[Collected data]

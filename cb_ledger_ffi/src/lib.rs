#![allow(clippy::missing_safety_doc)]

use std::ptr;
use std::sync::Arc;

use cb_ledger_core::{ApplyWindow, EntryKind, LedgerCfg, LedgerEntry};
use cb_ledger_supervisor::{CbRecordStore, ComplianceError, ComplianceFacade, ErrorKind, LedgerSupervisor};

pub mod wire;

/// FFI ABI version for cb_ledger_ffi.
///
/// Bump this when any `#[repr(C)]` struct layout or exported function signature changes.
pub const CB_LEDGER_FFI_VERSION: u32 = 2;

#[no_mangle]
pub extern "C" fn cb_ledger_ffi_version() -> u32 {
    CB_LEDGER_FFI_VERSION
}

// Return codes. Wire decode failures use -2..-9 (see `wire`).
pub const CB_OK: i32 = 0;
pub const CB_ERR_ARG: i32 = -1;
pub const CB_ERR_INVALID_AMOUNT: i32 = -10;
pub const CB_ERR_INVALID_SHIP_YEAR: i32 = -11;
pub const CB_ERR_INSUFFICIENT_SURPLUS: i32 = -12;
pub const CB_ERR_INSUFFICIENT_BANKED_BALANCE: i32 = -13;
pub const CB_ERR_NO_DEFICIT_TO_OFFSET: i32 = -14;
pub const CB_ERR_EXCEEDS_DEFICIT: i32 = -15;
pub const CB_ERR_SHIP_YEAR_NOT_FOUND: i32 = -16;
pub const CB_ERR_UNKNOWN_SHIP: i32 = -17;
pub const CB_ERR_EMPTY_POOL: i32 = -18;
pub const CB_ERR_ENTRY_NOT_FOUND: i32 = -19;
pub const CB_ERR_REVERSAL_REJECTED: i32 = -20;
pub const CB_ERR_BUSY: i32 = -21;
pub const CB_ERR_CANCELLED: i32 = -22;
pub const CB_ERR_INTERNAL: i32 = -23;

fn rc_for(e: &ComplianceError) -> i32 {
    match e.kind {
        ErrorKind::InvalidAmount => CB_ERR_INVALID_AMOUNT,
        ErrorKind::InvalidShipYear => CB_ERR_INVALID_SHIP_YEAR,
        ErrorKind::InsufficientSurplus => CB_ERR_INSUFFICIENT_SURPLUS,
        ErrorKind::InsufficientBankedBalance => CB_ERR_INSUFFICIENT_BANKED_BALANCE,
        ErrorKind::NoDeficitToOffset => CB_ERR_NO_DEFICIT_TO_OFFSET,
        ErrorKind::ExceedsDeficit => CB_ERR_EXCEEDS_DEFICIT,
        ErrorKind::ShipYearNotFound => CB_ERR_SHIP_YEAR_NOT_FOUND,
        ErrorKind::UnknownShip => CB_ERR_UNKNOWN_SHIP,
        ErrorKind::EmptyPool => CB_ERR_EMPTY_POOL,
        ErrorKind::EntryNotFound => CB_ERR_ENTRY_NOT_FOUND,
        ErrorKind::ReversalRejected => CB_ERR_REVERSAL_REJECTED,
        ErrorKind::Busy => CB_ERR_BUSY,
        ErrorKind::Cancelled => CB_ERR_CANCELLED,
        ErrorKind::Internal => CB_ERR_INTERNAL,
    }
}

/// Install a `tracing` subscriber filtered by `RUST_LOG`.
/// Returns 0 on success, 1 if a global subscriber was already set.
#[no_mangle]
pub extern "C" fn cb_ledger_init_logging() -> i32 {
    let filter = tracing_subscriber::EnvFilter::try_from_default_env()
        .unwrap_or_else(|_| tracing_subscriber::EnvFilter::new("info"));
    match tracing_subscriber::fmt().with_env_filter(filter).try_init() {
        Ok(()) => 0,
        Err(_) => 1,
    }
}

/// Opaque handle exposed over FFI. Owns the in-memory base CB record store
/// the host feeds through `cb_ledger_set_base_cb`.
pub struct CbLedgerHandle {
    facade: ComplianceFacade,
    store: Arc<CbRecordStore>,
}

/// FFI string view (UTF-8 bytes).
#[repr(C)]
#[derive(Clone, Copy)]
pub struct CbStr {
    pub ptr: *const u8,
    pub len: usize,
}

impl CbStr {
    fn as_str(&self) -> Option<&str> {
        if self.ptr.is_null() {
            return None;
        }
        let bytes = unsafe { std::slice::from_raw_parts(self.ptr, self.len) };
        std::str::from_utf8(bytes).ok()
    }
}

/// Ledger cfg for FFI.
#[repr(C)]
#[derive(Clone, Copy)]
pub struct CbCfg {
    pub first_regulated_year: i32,
    /// 0 = any later year, 1 = following year only
    pub apply_window: u8,
    pub lock_timeout_ms: u64,
    pub cancel_check_every: u32,
}

#[no_mangle]
pub extern "C" fn cb_ledger_cfg_default() -> CbCfg {
    let d = LedgerCfg::default();
    CbCfg {
        first_regulated_year: d.first_regulated_year,
        apply_window: window_to_ffi(d.apply_window),
        lock_timeout_ms: d.lock_timeout_ms,
        cancel_check_every: d.cancel_check_every as u32,
    }
}

fn window_to_ffi(w: ApplyWindow) -> u8 {
    match w {
        ApplyWindow::LaterYears => 0,
        ApplyWindow::FollowingYear => 1,
    }
}

fn cfg_from_ffi(c: CbCfg) -> Option<LedgerCfg> {
    let apply_window = match c.apply_window {
        0 => ApplyWindow::LaterYears,
        1 => ApplyWindow::FollowingYear,
        _ => return None,
    };
    Some(LedgerCfg {
        first_regulated_year: c.first_regulated_year,
        apply_window,
        lock_timeout_ms: c.lock_timeout_ms,
        cancel_check_every: c.cancel_check_every as usize,
    })
}

/// Entry kind as a C-friendly enum.
#[repr(C)]
#[derive(Clone, Copy, Debug, PartialEq, Eq)]
pub enum CbEntryKind {
    Bank = 0,
    Apply = 1,
    Reversal = 2,
}

#[repr(C)]
#[derive(Clone, Copy, Debug)]
pub struct CbEntry {
    pub seq: u64,
    pub year: i32,
    pub kind: CbEntryKind,
    pub amount: i64,
    /// `i32::MIN` when absent.
    pub applied_to_year: i32,
    /// 0 when absent.
    pub reverses: u64,
    pub recorded_at_ms: i64,
}

impl CbEntry {
    fn empty() -> Self {
        CbEntry {
            seq: 0,
            year: 0,
            kind: CbEntryKind::Bank,
            amount: 0,
            applied_to_year: i32::MIN,
            reverses: 0,
            recorded_at_ms: 0,
        }
    }
}

fn entry_to_ffi(e: &LedgerEntry) -> CbEntry {
    CbEntry {
        seq: e.seq,
        year: e.year,
        kind: match e.kind {
            EntryKind::Bank => CbEntryKind::Bank,
            EntryKind::Apply => CbEntryKind::Apply,
            EntryKind::Reversal => CbEntryKind::Reversal,
        },
        amount: e.amount,
        applied_to_year: e.applied_to_year.unwrap_or(i32::MIN),
        reverses: e.reverses.unwrap_or(0),
        recorded_at_ms: e.recorded_at.timestamp_millis(),
    }
}

#[repr(C)]
pub struct CbEntryResult {
    pub rc: i32,
    pub entry: CbEntry,
}

impl CbEntryResult {
    fn from_result(r: Result<LedgerEntry, ComplianceError>) -> Self {
        match r {
            Ok(e) => CbEntryResult {
                rc: CB_OK,
                entry: entry_to_ffi(&e),
            },
            Err(e) => CbEntryResult::err(rc_for(&e)),
        }
    }

    fn err(rc: i32) -> Self {
        CbEntryResult {
            rc,
            entry: CbEntry::empty(),
        }
    }
}

#[repr(C)]
pub struct CbI64Result {
    pub rc: i32,
    pub value: i64,
}

#[repr(C)]
pub struct CbPoolMember {
    pub ship_id: CbStr,
    pub cb_before: i64,
    pub cb_after: i64,
}

/// Owned pool result (must be freed with `cb_ledger_pool_free`).
/// `ship_id` pointers point into `strings_ptr`.
#[repr(C)]
pub struct CbPoolArray {
    pub rc: i32,
    pub year: i32,
    pub total_cb: i64,

    pub members_ptr: *mut CbPoolMember,
    pub members_len: usize,

    pub strings_ptr: *mut u8,
    pub strings_len: usize,
}

impl CbPoolArray {
    fn err(rc: i32) -> Self {
        CbPoolArray {
            rc,
            year: 0,
            total_cb: 0,
            members_ptr: ptr::null_mut(),
            members_len: 0,
            strings_ptr: ptr::null_mut(),
            strings_len: 0,
        }
    }
}

/// Owned byte buffer (for snapshot).
#[repr(C)]
pub struct CbBytes {
    pub rc: i32,
    pub ptr: *mut u8,
    pub len: usize,
}

/// Restore result statistics (FFI-safe).
#[repr(C)]
pub struct CbRestoreStats {
    pub applied: u32,
    pub overwritten: u32,
    pub rc: i32,
}

/// Create a new ledger handle. Returns null when `cfg` is invalid.
///
/// The handle may be shared across threads; mutations serialize per ship.
#[no_mangle]
pub extern "C" fn cb_ledger_new(shards: usize, cfg: CbCfg) -> *mut CbLedgerHandle {
    let cfg = match cfg_from_ffi(cfg) {
        Some(c) => c,
        None => return ptr::null_mut(),
    };
    let store = Arc::new(CbRecordStore::new());
    let sup = match LedgerSupervisor::new(shards.max(1), cfg, store.clone()) {
        Ok(s) => s,
        Err(_) => return ptr::null_mut(),
    };
    tracing::debug!(shards, "ledger handle created");
    let handle = CbLedgerHandle {
        facade: ComplianceFacade::new(Arc::new(sup)),
        store,
    };
    Box::into_raw(Box::new(handle))
}

#[no_mangle]
pub unsafe extern "C" fn cb_ledger_free(h: *mut CbLedgerHandle) {
    if !h.is_null() {
        drop(Box::from_raw(h));
    }
}

/// Feed (or replace) one upstream base CB value.
#[no_mangle]
pub unsafe extern "C" fn cb_ledger_set_base_cb(h: *const CbLedgerHandle, ship_id: CbStr, year: i32, base_cb: i64) -> i32 {
    if h.is_null() {
        return CB_ERR_ARG;
    }
    let handle = &*h;
    let ship = match ship_id.as_str() {
        Some(s) => s,
        None => return CB_ERR_ARG,
    };
    handle.store.upsert(ship, year, base_cb);
    CB_OK
}

#[no_mangle]
pub unsafe extern "C" fn cb_ledger_get_cb(h: *const CbLedgerHandle, ship_id: CbStr, year: i32) -> CbI64Result {
    if h.is_null() {
        return CbI64Result { rc: CB_ERR_ARG, value: 0 };
    }
    let handle = &*h;
    let ship = match ship_id.as_str() {
        Some(s) => s,
        None => return CbI64Result { rc: CB_ERR_ARG, value: 0 },
    };
    match handle.facade.get_cb(ship, year) {
        Ok(value) => CbI64Result { rc: CB_OK, value },
        Err(e) => CbI64Result { rc: rc_for(&e), value: 0 },
    }
}

#[no_mangle]
pub unsafe extern "C" fn cb_ledger_banked_balance(h: *const CbLedgerHandle, ship_id: CbStr) -> CbI64Result {
    if h.is_null() {
        return CbI64Result { rc: CB_ERR_ARG, value: 0 };
    }
    let handle = &*h;
    let ship = match ship_id.as_str() {
        Some(s) => s,
        None => return CbI64Result { rc: CB_ERR_ARG, value: 0 },
    };
    match handle.facade.banked_balance(ship) {
        Ok(value) => CbI64Result { rc: CB_OK, value },
        Err(e) => CbI64Result { rc: rc_for(&e), value: 0 },
    }
}

#[no_mangle]
pub unsafe extern "C" fn cb_ledger_bank(h: *const CbLedgerHandle, ship_id: CbStr, year: i32, amount: i64) -> CbEntryResult {
    if h.is_null() {
        return CbEntryResult::err(CB_ERR_ARG);
    }
    let handle = &*h;
    match ship_id.as_str() {
        Some(ship) => CbEntryResult::from_result(handle.facade.bank_surplus(ship, year, amount)),
        None => CbEntryResult::err(CB_ERR_ARG),
    }
}

/// Bank the whole positive adjusted CB of `year`.
#[no_mangle]
pub unsafe extern "C" fn cb_ledger_bank_all(h: *const CbLedgerHandle, ship_id: CbStr, year: i32) -> CbEntryResult {
    if h.is_null() {
        return CbEntryResult::err(CB_ERR_ARG);
    }
    let handle = &*h;
    match ship_id.as_str() {
        Some(ship) => CbEntryResult::from_result(handle.facade.bank_all_surplus(ship, year)),
        None => CbEntryResult::err(CB_ERR_ARG),
    }
}

#[no_mangle]
pub unsafe extern "C" fn cb_ledger_apply(h: *const CbLedgerHandle, ship_id: CbStr, year: i32, amount: i64) -> CbEntryResult {
    if h.is_null() {
        return CbEntryResult::err(CB_ERR_ARG);
    }
    let handle = &*h;
    match ship_id.as_str() {
        Some(ship) => CbEntryResult::from_result(handle.facade.apply_banked(ship, year, amount)),
        None => CbEntryResult::err(CB_ERR_ARG),
    }
}

#[no_mangle]
pub unsafe extern "C" fn cb_ledger_reverse(h: *const CbLedgerHandle, ship_id: CbStr, seq: u64) -> CbEntryResult {
    if h.is_null() {
        return CbEntryResult::err(CB_ERR_ARG);
    }
    let handle = &*h;
    match ship_id.as_str() {
        Some(ship) => CbEntryResult::from_result(handle.facade.reverse_entry(ship, seq)),
        None => CbEntryResult::err(CB_ERR_ARG),
    }
}

/// Pool ships for `year`. Returns an owned array (must be freed with `cb_ledger_pool_free`).
#[no_mangle]
pub unsafe extern "C" fn cb_ledger_pool(
    h: *const CbLedgerHandle,
    year: i32,
    ships_ptr: *const CbStr,
    ships_len: usize,
) -> CbPoolArray {
    if h.is_null() || (ships_ptr.is_null() && ships_len > 0) {
        return CbPoolArray::err(CB_ERR_ARG);
    }
    let handle = &*h;

    let raw = if ships_len == 0 {
        &[][..]
    } else {
        std::slice::from_raw_parts(ships_ptr, ships_len)
    };
    let mut ships: Vec<String> = Vec::with_capacity(raw.len());
    for s in raw {
        match s.as_str() {
            Some(v) => ships.push(v.to_string()),
            None => return CbPoolArray::err(CB_ERR_ARG),
        }
    }

    let result = match handle.facade.pool_ships(year, ships) {
        Ok(r) => r,
        Err(e) => return CbPoolArray::err(rc_for(&e)),
    };

    // Build a single backing blob for ship_id strings
    let mut strings: Vec<u8> = Vec::new();
    let mut out: Vec<CbPoolMember> = Vec::with_capacity(result.members.len());
    let mut offsets: Vec<usize> = Vec::with_capacity(result.members.len());

    for m in &result.members {
        let start = strings.len();
        strings.extend_from_slice(m.ship_id.as_bytes());
        offsets.push(start);
        out.push(CbPoolMember {
            // fixed up after we pin the backing string blob
            ship_id: CbStr { ptr: ptr::null(), len: m.ship_id.len() },
            cb_before: m.cb_before,
            cb_after: m.cb_after,
        });
    }

    // Pin buffers and fix pointers
    let mut strings_box = strings.into_boxed_slice();
    let strings_ptr = strings_box.as_mut_ptr();
    let strings_len = strings_box.len();

    let mut out_box = out.into_boxed_slice();
    let members_ptr = out_box.as_mut_ptr();
    let members_len = out_box.len();

    for (m, off) in out_box.iter_mut().zip(offsets) {
        m.ship_id.ptr = strings_ptr.add(off);
    }

    // Leak boxes to caller; freed by cb_ledger_pool_free
    std::mem::forget(strings_box);
    std::mem::forget(out_box);

    CbPoolArray {
        rc: CB_OK,
        year: result.pool.year,
        total_cb: result.total_cb,
        members_ptr,
        members_len,
        strings_ptr,
        strings_len,
    }
}

#[no_mangle]
pub unsafe extern "C" fn cb_ledger_pool_free(arr: CbPoolArray) {
    if !arr.members_ptr.is_null() {
        let slice_ptr = ptr::slice_from_raw_parts_mut(arr.members_ptr, arr.members_len);
        drop(Box::from_raw(slice_ptr));
    }
    if !arr.strings_ptr.is_null() {
        let slice_ptr = ptr::slice_from_raw_parts_mut(arr.strings_ptr, arr.strings_len);
        drop(Box::from_raw(slice_ptr));
    }
}

/// Export all ledgers in the `wire` format.
#[no_mangle]
pub unsafe extern "C" fn cb_ledger_snapshot(h: *const CbLedgerHandle) -> CbBytes {
    if h.is_null() {
        return CbBytes { rc: CB_ERR_ARG, ptr: ptr::null_mut(), len: 0 };
    }
    let handle = &*h;
    let snap = match handle.facade.snapshot() {
        Ok(s) => s,
        Err(e) => return CbBytes { rc: rc_for(&e), ptr: ptr::null_mut(), len: 0 },
    };

    let mut boxed = wire::encode(&snap).into_boxed_slice();
    let ptr = boxed.as_mut_ptr();
    let len = boxed.len();
    std::mem::forget(boxed);

    CbBytes { rc: CB_OK, ptr, len }
}

#[no_mangle]
pub unsafe extern "C" fn cb_ledger_bytes_free(b: CbBytes) {
    if !b.ptr.is_null() {
        let slice_ptr = ptr::slice_from_raw_parts_mut(b.ptr, b.len);
        drop(Box::from_raw(slice_ptr));
    }
}

/// Restore from `wire` bytes. `merge != 0` keeps ledgers absent from the snapshot.
#[no_mangle]
pub unsafe extern "C" fn cb_ledger_restore(
    h: *const CbLedgerHandle,
    bytes: *const u8,
    len: usize,
    merge: u8,
) -> CbRestoreStats {
    if h.is_null() || bytes.is_null() || len < 12 {
        return CbRestoreStats { applied: 0, overwritten: 0, rc: CB_ERR_ARG };
    }
    let handle = &*h;
    let data = std::slice::from_raw_parts(bytes, len);

    let snap = match wire::decode(data) {
        Ok(s) => s,
        Err(rc) => {
            tracing::warn!(rc, len, "snapshot decode failed");
            return CbRestoreStats { applied: 0, overwritten: 0, rc };
        }
    };

    let res = if merge != 0 {
        handle.facade.restore_merge(snap)
    } else {
        handle.facade.restore(snap)
    };

    match res {
        Ok(stats) => CbRestoreStats {
            applied: stats.applied as u32,
            overwritten: stats.overwritten as u32,
            rc: CB_OK,
        },
        Err(e) => CbRestoreStats { applied: 0, overwritten: 0, rc: rc_for(&e) },
    }
}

### THE PROBLEM:
Wherever a line in the data above holds the word "impl", copy that line.

### RESULT OF THE TASK:
impl CbStr {
impl CbEntry {
impl CbEntryResult {
impl CbPoolArray {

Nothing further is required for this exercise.